Читаем 100 великих узников полностью

В середине декабря 1736 года императрица Анна Иоанновна «высочайше повелела» допросить князя в Высшем суде. Голицын в это время лежал дома больной. Получив указ о допросе, он не мог даже двинуться с места, так сильно его мучила подагра. Поэтому он просил брата своего, М.М. Голицына, сообщить о немощном своем состоянии членам суда. Тот вечером отправился к члену суда графу Ф.А. Головину и просил отложить допрос, пока брат его не выздоровеет. Граф доложил об этой просьбе императрице и убедил ее дозволить подписать ответы М.М. Голицыну, так как брат его не владеет рукой. Однако уже на другой день, 14 декабря, члены Высшего суда повелели поручику А. Леонтьеву вновь отправиться в дом князя и немедленно доставить его в суд. Императрица потребовала, чтобы Д.М. Голицын написал свои ответы по пунктам, не выходя из зала заседаний, после чего ответы князя представить ей.

В 10-м часу утра больного старика доставили в Высший суд: он отвечал на вопросы, потом их переписывали набело, сличали обе версии, исправляли неточности, заново переписывали набело… Через два дня «дело Кантемира» было решено Высшим судом, который нашел, что решение Сената было правильным по существу (о выделении княгине Н.И. Кантемир четвертой части из майората), но неправильными были некоторые сенатские определения.

24 декабря Лукьян Перов подал второе «повинное письмо», в котором подробно рассказал о своем участии в ведении «дела князя Кантемира» и о разговорах, которые имел с ним князь Д.М. Голицын. Только теперь понял старый князь, что дело не в процессе его сына, что главный преступник – он сам, а преступление его заключается в событиях 1730 года: избрание на престол Анны Иоанновны, ограничительные «кондиции», его старание «прибавить себе как можно более воли» и уверенность, что он сможет «удержать эту волю»… Вот за что теперь его «судили», и он не мог рассчитывать, что суд будет справедливым.

8 января 1737 года князя Д.М. Голицына приговорили к заключению в Шлиссельбургскую крепость и содержанию в ней под строгим караулом.
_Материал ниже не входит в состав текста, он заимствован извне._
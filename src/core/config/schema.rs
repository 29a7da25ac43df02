//! core::config::schema
//!
//! Configuration schema types.
//!
//! # Layout
//!
//! A config file has an optional `[render]` table and a list of `[[routes]]`,
//! each of which may nest `[[routes.children]]`.
//!
//! # Breadcrumb forms
//!
//! | TOML value                        | Breadcrumb                        |
//! |-----------------------------------|-----------------------------------|
//! | `"Users"`                         | literal label                     |
//! | `{ label = "Edit" }`              | literal label                     |
//! | `{ label = "Edit", parent = "users" }` | label with parent override   |
//! | `{ parent = "users" }`            | no label, parent override         |
//! | `{ template = "User :id" }`       | label computed from route params  |
//! | `{ template = "...", parent = "users" }` | computed, with parent      |
//! | any other non-table value         | malformed: empty label, warning   |
//!
//! Tables are read leniently: `label` and `parent` are taken independently,
//! a `parent` that is not a non-empty string is ignored, and unknown keys
//! are ignored. Each ignored piece produces a warning.

use std::collections::BTreeMap;

use serde::{Deserialize, Serialize};

use super::{ConfigError, ConfigWarning};
use crate::core::meta::{Breadcrumb, BreadcrumbMeta};
use crate::core::router::RouteDef;
use crate::core::types::RouteName;

/// Top-level configuration file.
///
/// # Example
///
/// ```toml
/// [render]
/// list_class = "breadcrumb"
///
/// [[routes]]
/// path = "/users"
/// name = "users"
/// breadcrumb = "Users"
///
///   [[routes.children]]
///   path = ":id"
///   name = "user"
///   breadcrumb = { template = "User #:id" }
/// ```
#[derive(Debug, Clone, Default, Serialize, Deserialize, PartialEq)]
#[serde(default, deny_unknown_fields)]
pub struct AppConfig {
    /// Rendering options
    pub render: RenderConfig,

    /// Route tree
    pub routes: Vec<RouteConfig>,
}

/// Rendering options.
#[derive(Debug, Clone, Default, Serialize, Deserialize, PartialEq)]
#[serde(default, deny_unknown_fields)]
pub struct RenderConfig {
    /// Class of the list element (default: "breadcrumb")
    pub list_class: Option<String>,

    /// Class of each item element (default: "breadcrumb-item")
    pub item_class: Option<String>,

    /// Custom item template; replaces the default markup when set
    pub template: Option<String>,
}

/// A route entry.
#[derive(Debug, Clone, Default, Serialize, Deserialize, PartialEq)]
#[serde(default, deny_unknown_fields)]
pub struct RouteConfig {
    /// Path template, relative to the parent route unless it starts with `/`
    pub path: String,

    /// Unique route name
    pub name: Option<String>,

    /// Breadcrumb metadata
    pub breadcrumb: Option<BreadcrumbConfig>,

    /// Nested routes
    pub children: Vec<RouteConfig>,
}

/// Breadcrumb metadata as written in the config file.
#[derive(Debug, Clone, Serialize, Deserialize, PartialEq)]
#[serde(untagged)]
pub enum BreadcrumbConfig {
    Label(String),
    Table(BreadcrumbTable),
    Malformed(toml::Value),
}

/// `{ label?, template?, parent? }`
#[derive(Debug, Clone, Default, Serialize, Deserialize, PartialEq)]
pub struct BreadcrumbTable {
    #[serde(default, skip_serializing_if = "Option::is_none")]
    pub label: Option<String>,

    /// Label template with `:param` tokens; takes precedence over `label`
    #[serde(default, skip_serializing_if = "Option::is_none")]
    pub template: Option<String>,

    /// Parent route name; only a non-empty string counts
    #[serde(default, skip_serializing_if = "Option::is_none")]
    pub parent: Option<toml::Value>,

    /// Keys with no meaning for breadcrumbs
    #[serde(flatten)]
    pub extra: BTreeMap<String, toml::Value>,
}

impl BreadcrumbTable {
    /// The declared parent route name, if it is a non-empty string.
    pub fn declared_parent(&self) -> Option<&str> {
        match &self.parent {
            Some(toml::Value::String(parent)) if !parent.is_empty() => Some(parent.as_str()),
            _ => None,
        }
    }

    fn to_meta(&self, location: &str, warnings: &mut Vec<ConfigWarning>) -> BreadcrumbMeta {
        for key in self.extra.keys() {
            warnings.push(ConfigWarning::new(
                location,
                format!("unknown breadcrumb key '{key}' is ignored"),
            ));
        }

        if let Some(parent) = &self.parent {
            if !matches!(parent, toml::Value::String(_)) {
                warnings.push(ConfigWarning::new(
                    location,
                    format!(
                        "parent must be a route name, found {}; it is ignored",
                        parent.type_str()
                    ),
                ));
            }
        }

        let parent = self.declared_parent().map(str::to_string);

        if let Some(template) = &self.template {
            if self.label.is_some() {
                warnings.push(ConfigWarning::new(
                    location,
                    "both label and template are set; the label is ignored",
                ));
            }
            let template = template.clone();
            return BreadcrumbMeta::computed(move |params| Breadcrumb {
                label: params.substitute(&template),
                parent: parent.clone(),
            });
        }

        let label = self.label.clone().unwrap_or_default();
        match parent {
            Some(parent) => BreadcrumbMeta::with_parent(label, parent),
            None => BreadcrumbMeta::literal(label),
        }
    }
}

impl BreadcrumbConfig {
    /// Convert into breadcrumb metadata.
    ///
    /// Malformed values degrade to an empty label and push a warning.
    pub fn to_meta(&self, location: &str, warnings: &mut Vec<ConfigWarning>) -> BreadcrumbMeta {
        match self {
            BreadcrumbConfig::Label(label) => BreadcrumbMeta::literal(label.clone()),
            BreadcrumbConfig::Table(table) => table.to_meta(location, warnings),
            BreadcrumbConfig::Malformed(value) => {
                warnings.push(ConfigWarning::new(
                    location,
                    format!(
                        "unsupported breadcrumb value ({}); the entry will have no label",
                        value.type_str()
                    ),
                ));
                BreadcrumbMeta::literal("")
            }
        }
    }

    /// The parent route name declared in the config, if any.
    pub fn parent(&self) -> Option<&str> {
        match self {
            BreadcrumbConfig::Table(table) => table.declared_parent(),
            _ => None,
        }
    }
}

impl RouteConfig {
    /// Convert this route and its children into route definitions.
    ///
    /// # Errors
    ///
    /// Returns `ConfigError::InvalidValue` if a route name is invalid.
    pub fn to_def(
        &self,
        parent_location: &str,
        warnings: &mut Vec<ConfigWarning>,
    ) -> Result<RouteDef, ConfigError> {
        let location = self.location(parent_location);

        let name = self
            .name
            .as_ref()
            .map(|n| {
                RouteName::new(n.clone()).map_err(|e| {
                    ConfigError::InvalidValue(format!("{location}: {e}"))
                })
            })
            .transpose()?;

        let breadcrumb = self
            .breadcrumb
            .as_ref()
            .map(|bc| bc.to_meta(&breadcrumb_location(&location), warnings));

        let children = self
            .children
            .iter()
            .map(|child| child.to_def(&location, warnings))
            .collect::<Result<Vec<_>, _>>()?;

        Ok(RouteDef {
            name,
            path: self.path.clone(),
            breadcrumb,
            children,
        })
    }

    /// Dotted location of this route below `parent_location`, e.g.
    /// `routes.home.users`, or `routes[/about]` for an unnamed route.
    pub fn location(&self, parent_location: &str) -> String {
        match &self.name {
            Some(name) => format!("{parent_location}.{name}"),
            None => format!("{parent_location}[{}]", display_path(&self.path)),
        }
    }

    /// Visit this route and all nested routes, depth first, with the
    /// location of each.
    pub fn walk<'a>(&'a self, parent_location: &str, visit: &mut impl FnMut(&'a RouteConfig, &str)) {
        let location = self.location(parent_location);
        visit(self, &location);
        for child in &self.children {
            child.walk(&location, visit);
        }
    }
}

/// Location of a route's breadcrumb value.
pub fn breadcrumb_location(route_location: &str) -> String {
    format!("{route_location}.breadcrumb")
}

fn display_path(path: &str) -> &str {
    if path.is_empty() {
        "\"\""
    } else {
        path
    }
}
Наказание, по обычаю того времени, распространялось и на родственников осужденного – близких и дальних: их предписывалось употребить к делам в отдаленные места, только «не в губернаторы». А движимое и недвижимое имущество отписать в казну… Во второй половине дня 8 января в дом Д.М. Голицына явились генерал-полицмейстер Салтыков и генерал Игнатьев: они отобрали у князя «кавалерии», шпагу и бумаги, опечатали весь дом и поставили караул из 12 рядовых солдат под началом капрала и сержанта. На другой день князю приказали отправиться «в определенное ему место», но разрешили взять «из бывших его пожитков, серебра, платья и прочего, что он с собою взять пожелает». Из дворовых людей для услужения ему были даны три человека, которых в крепости тоже велено было держать под крепким караулом. На пропитание в день князю отпускалось по одному рублю, каждому человеку из прислуги – по гривне.

Поручик лейб-гвардии Измайловского полка, сопровождавший князя до Шлиссельбурга, получил строгую инструкцию – в пути «никого до Голицына не допускать, чернил и бумаги не давать, и чтоб люди его всегда были при нем». В самой крепости к узнику был приставлен сержант Преображенского полка, который должен был постоянно находиться при нем и никогда никуда без приказа не отлучаться.

Сам Д.М. Голицын не мог выходить из назначенного ему жилья, только изредка ему разрешалось посещать церковь, когда там не было других молящихся, и всегда под строгим караулом. Прислуга же и вовсе была лишена церковного утешения. Все разговоры князя со стражником и своими людьми, а также все разговоры прислуги между собой сержант должен был подробно записывать, для чего ему поручили вести дневник. Копии этого дневника регулярно посылались в «Кабинет Ее Величества»; туда же направлялись и письма, присылаемые князю, а также люди, которые эти письма привозили. Поручик Корф сообщал в правительствующий Сенат: «Оный старый безумец, бывший князь Дмитрий Голицын, еще не раз злобы свои на российские порядки изблевал, прежде чем помре».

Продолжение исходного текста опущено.